Sarebbe morto per aiutare i nipoti Francesco Longo, il pensionato 84enne che ha perso la vita durante il terremoto verificatosi questa notte nella zona del Pollino. Dopo la scossa è sceso in garage, ha spostato la macchina e l’ha parcheggiata in un posto tranquillo per dar modo ai nipoti di usarla per dormire, vista la paura generata dalla forte scossa. Dopodiché sarebbe rientrato nel suo appartamento a Scalea, in provincia di Cosenza per prendere qualche coperta, ma lì è stato colpito da un forte dolore al petto.

I parenti hanno immediatamente chiamato i soccorsi, che, purtroppo, quando sono arrivati sul posto non hanno potuto far altro che constatarne il decesso. La preoccupazione per i nipoti e la tensione emotiva dovuta al sisma hanno stressato il suo cuore già debole, provocando l’infarto che lo ha ucciso. Tutti i conoscenti, nonostante la paura del verificarsi di altre scosse hanno voluto far sentire l’affetto nei confronti di quel nonno talmente attaccato ai suoi nipoti da pensare di proteggerli nonostante le sue condizioni non glielo permettessero, affollandosi nella camera ardente.

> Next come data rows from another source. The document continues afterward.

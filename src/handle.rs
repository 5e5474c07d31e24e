// Boost/Apache2 License

//! Owned native handles.

use crate::gdi::{Gdi, RawHandle};
use crate::PlatformError;
use __sealed::Sealed;

use std::cell::Cell;
use std::fmt;
use std::marker::PhantomData;
use std::num::NonZeroIsize;

/// An owned native handle, released through `R` when dropped.
///
/// A handle is either valid or invalid. Releasing an invalid handle does
/// nothing and succeeds, and a handle becomes invalid as soon as it has been
/// released once, so the system never sees the same handle freed twice.
pub struct OwnedHandle<'g, G: Gdi + ?Sized, R: Release> {
    /// The subsystem the handle came from.
    gdi: &'g G,

    /// The handle, or `None` once released.
    handle: Option<NonZeroIsize>,

    /// How to release the handle.
    releaser: R,

    /// Never `Sync`; `Send` only when `G` is `Sync`.
    _thread_safety: PhantomData<Cell<()>>,
}

impl<G: Gdi + ?Sized, R: Release> Drop for OwnedHandle<'_, G, R> {
    fn drop(&mut self) {
        if let Err(err) = self.release() {
            tracing::error!("leaked {}: {}", R::KIND, err);
        }
    }
}

impl<'g, G: Gdi + ?Sized, R: Release> OwnedHandle<'g, G, R> {
    /// Take ownership of a raw handle.
    ///
    /// A zero `handle` produces an invalid handle.
    ///
    /// # Safety
    ///
    /// `handle` must be zero or a live handle of the kind `R` releases,
    /// created by `gdi` and owned by nobody else.
    pub unsafe fn from_raw(gdi: &'g G, handle: RawHandle, releaser: R) -> Self {
        let handle = NonZeroIsize::new(handle);
        if let Some(handle) = handle {
            tracing::trace!("acquired {} {:#x}", R::KIND, handle.get());
        }

        Self {
            gdi,
            handle,
            releaser,
            _thread_safety: PhantomData,
        }
    }

    /// The raw handle, or zero if it is no longer valid.
    pub fn as_raw(&self) -> RawHandle {
        self.handle.map_or(0, NonZeroIsize::get)
    }

    /// Whether this handle still owns a resource.
    pub fn is_valid(&self) -> bool {
        self.handle.is_some()
    }

    /// The releaser for this handle.
    pub fn releaser(&self) -> &R {
        &self.releaser
    }

    /// The subsystem this handle belongs to.
    pub fn gdi(&self) -> &'g G {
        self.gdi
    }

    /// Release the handle now.
    ///
    /// The handle is invalid afterwards even if the platform reported an error.
    pub fn release(&mut self) -> Result<(), PlatformError> {
        match self.handle.take() {
            None => Ok(()),
            Some(handle) => {
                tracing::trace!("releasing {} {:#x}", R::KIND, handle.get());
                unsafe { self.releaser.release(self.gdi, handle.get()) }
            }
        }
    }
}

impl<G: Gdi + ?Sized, R: Release> fmt::Debug for OwnedHandle<'_, G, R> {
    fn fmt(&self, f: &mut fmt::Formatter<'_>) -> fmt::Result {
        struct HexDebug(RawHandle);

        impl fmt::Debug for HexDebug {
            fn fmt(&self, f: &mut fmt::Formatter<'_>) -> fmt::Result {
                write!(f, "{:#010x}", self.0)
            }
        }

        f.debug_struct("OwnedHandle")
            .field("kind", &R::KIND)
            .field("handle", &HexDebug(self.as_raw()))
            .finish()
    }
}

/// The way a kind of handle is released.
///
/// # Safety
///
/// This trait should not be implemented outside of this crate.
pub unsafe trait Release: Sealed {}

pub(crate) mod __sealed {
    use super::*;

    #[doc(hidden)]
    pub unsafe trait Sealed {
        /// Human-readable name of the handle kind.
        const KIND: &'static str;

        /// Release the handle.
        unsafe fn release<G: Gdi + ?Sized>(
            &self,
            gdi: &G,
            handle: RawHandle,
        ) -> Result<(), PlatformError>;
    }
}
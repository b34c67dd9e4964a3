//! Refinement loop tests across the public surface: engine, signal protocol,
//! interpreter, and the real stage validators working together

use async_trait::async_trait;
use serde_json::{json, Value};
use std::sync::atomic::{AtomicUsize, Ordering};
use std::sync::Arc;
use std::time::Duration;

use planforge::errors::Result;
use planforge::llm::{ChatClient, ChatMessage, ChatOptions, ChatResponse};
use planforge::refinement::{RefineOptions, RefinementLoop};
use planforge::telemetry::NullProgressHook;
use planforge::validation::validate_requirements;
use planforge::PipelineError;

const PHRASE: &str = "All requirements extracted and validated";

/// Replays responses in order, repeating the last one
struct Replay {
    responses: Vec<String>,
    calls: AtomicUsize,
}

impl Replay {
    fn new(responses: Vec<String>) -> Self {
        Self {
            responses,
            calls: AtomicUsize::new(0),
        }
    }

    fn call_count(&self) -> usize {
        self.calls.load(Ordering::SeqCst)
    }
}

#[async_trait]
impl ChatClient for Replay {
    async fn chat(&self, _: &[ChatMessage], _: &ChatOptions) -> Result<ChatResponse> {
        let call = self.calls.fetch_add(1, Ordering::SeqCst);
        let index = call.min(self.responses.len() - 1);
        Ok(ChatResponse {
            content: self.responses[index].clone(),
            usage: None,
        })
    }
}

fn engine(client: Arc<dyn ChatClient>) -> RefinementLoop {
    RefinementLoop::new(client, Arc::new(NullProgressHook)).with_pause(Duration::ZERO)
}

fn requirement_options(max_iterations: usize) -> RefineOptions {
    RefineOptions {
        max_iterations,
        ..RefineOptions::new(
            1,
            PHRASE,
            format!("Emit <promise>{}</promise> when done", PHRASE),
            Arc::new(|candidate: &Value| validate_requirements(candidate)),
        )
    }
}

fn valid_requirements_payload() -> Value {
    json!([
        {
            "id": "req-1",
            "type": "functional",
            "description": "The system shall allow users to authenticate using email",
            "testCases": []
        },
        {
            "id": "req-2",
            "type": "non-functional",
            "description": "The system shall respond to requests within two seconds",
            "testCases": []
        }
    ])
}

#[tokio::test]
async fn test_loop_converges_after_validator_feedback() {
    // First reply misses the functional requirement, second fixes it
    let invalid = json!([{
        "id": "req-1",
        "type": "non-functional",
        "description": "The system shall respond to requests within two seconds",
        "testCases": []
    }]);

    let client = Arc::new(Replay::new(vec![
        format!("{}\n<promise>{}</promise>", invalid, PHRASE),
        format!("{}\n<promise>{}</promise>", valid_requirements_payload(), PHRASE),
    ]));

    let output = engine(client.clone())
        .refine("extract requirements", &json!({"documentText": "doc"}), &requirement_options(20))
        .await
        .unwrap();

    assert_eq!(client.call_count(), 2);
    assert_eq!(output.as_array().unwrap().len(), 2);
}

#[tokio::test]
async fn test_unrelated_promise_body_counts_as_signal() {
    // Fallback rule: any well-formed non-empty promise tag signals completion
    let client = Arc::new(Replay::new(vec![format!(
        "{}\n<promise>UNRELATED_TEXT</promise>",
        valid_requirements_payload()
    )]));

    let output = engine(client.clone())
        .refine("extract requirements", &json!({}), &requirement_options(20))
        .await
        .unwrap();

    assert_eq!(client.call_count(), 1);
    assert!(output.is_array());
}

#[tokio::test]
async fn test_no_promise_tag_never_completes() {
    // Valid payload, but the model never signals completion
    let client = Arc::new(Replay::new(vec![valid_requirements_payload().to_string()]));

    let err = engine(client.clone())
        .refine("extract requirements", &json!({}), &requirement_options(4))
        .await
        .unwrap_err();

    assert_eq!(client.call_count(), 4);
    match err {
        PipelineError::MaxIterationsExceeded {
            iterations,
            last_errors,
        } => {
            assert_eq!(iterations, 4);
            assert_eq!(last_errors, vec!["Completion signal missing from response"]);
        }
        other => panic!("unexpected error: {other}"),
    }
}

#[tokio::test]
async fn test_exhaustion_carries_latest_validation_errors() {
    let empty = format!("[]\n<promise>{}</promise>", PHRASE);
    let client = Arc::new(Replay::new(vec![empty]));

    let err = engine(client)
        .refine("extract requirements", &json!({}), &requirement_options(3))
        .await
        .unwrap_err();

    match err {
        PipelineError::MaxIterationsExceeded { last_errors, .. } => {
            assert!(last_errors.contains(&"No requirements extracted".to_string()));
            assert!(last_errors.contains(&"No functional requirements found".to_string()));
        }
        other => panic!("unexpected error: {other}"),
    }
}

#[tokio::test]
async fn test_final_review_shape_survives_the_loop_unwrapped() {
    use planforge::validation::validate_final_review;

    let review = json!({
        "requirements": [{
            "id": "req-1",
            "type": "functional",
            "description": "The system shall allow users to authenticate using email",
            "testCases": []
        }],
        "testCases": [{
            "id": "tc-1",
            "requirementId": "req-1",
            "description": "Verify login with valid credentials succeeds",
            "isPositive": true,
            "isNegative": false,
            "testTypes": ["unit", "integration", "security"]
        }]
    });

    let client = Arc::new(Replay::new(vec![format!(
        "Summary first, then the payload. {}\n<promise>done reviewing everything</promise>",
        review
    )]));

    let options = RefineOptions {
        stage_id: 5,
        max_iterations: 5,
        completion_phrase: "done reviewing everything".to_string(),
        system_prompt: "review".to_string(),
        chat: ChatOptions::default(),
        validate: Arc::new(|candidate: &Value| validate_final_review(candidate)),
    };

    let output = engine(client)
        .refine("final review", &json!({}), &options)
        .await
        .unwrap();

    // The canonical review object is returned as an object, not a sequence
    assert!(output.is_object());
    assert_eq!(output["requirements"].as_array().unwrap().len(), 1);
}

Il sisma ha gettato nel panico la popolazione dell’intera zona colpita: decine sono state le chiamate alle forze dell’ordine, moltissime le persone che hanno passato la notte all’interno della propria auto. A Mormanno ci sono stati crolli e danni all’ospedale e la struttura è stata evacuata a scopo precauzionale: in tutto sono stati trasferiti 38 degenti. Lesionate anche le strutture delle case di riposo per anziani di Mormanno e Laino Borgo, anch’esse evacuate, e la cattedrale di Mormanno, attualmente chiusa. Crollati cornicioni nel centro storico di Altomonte e danneggiati anche il centro sanitario e il campanile della chiesa di Santa Maria della Consolazione.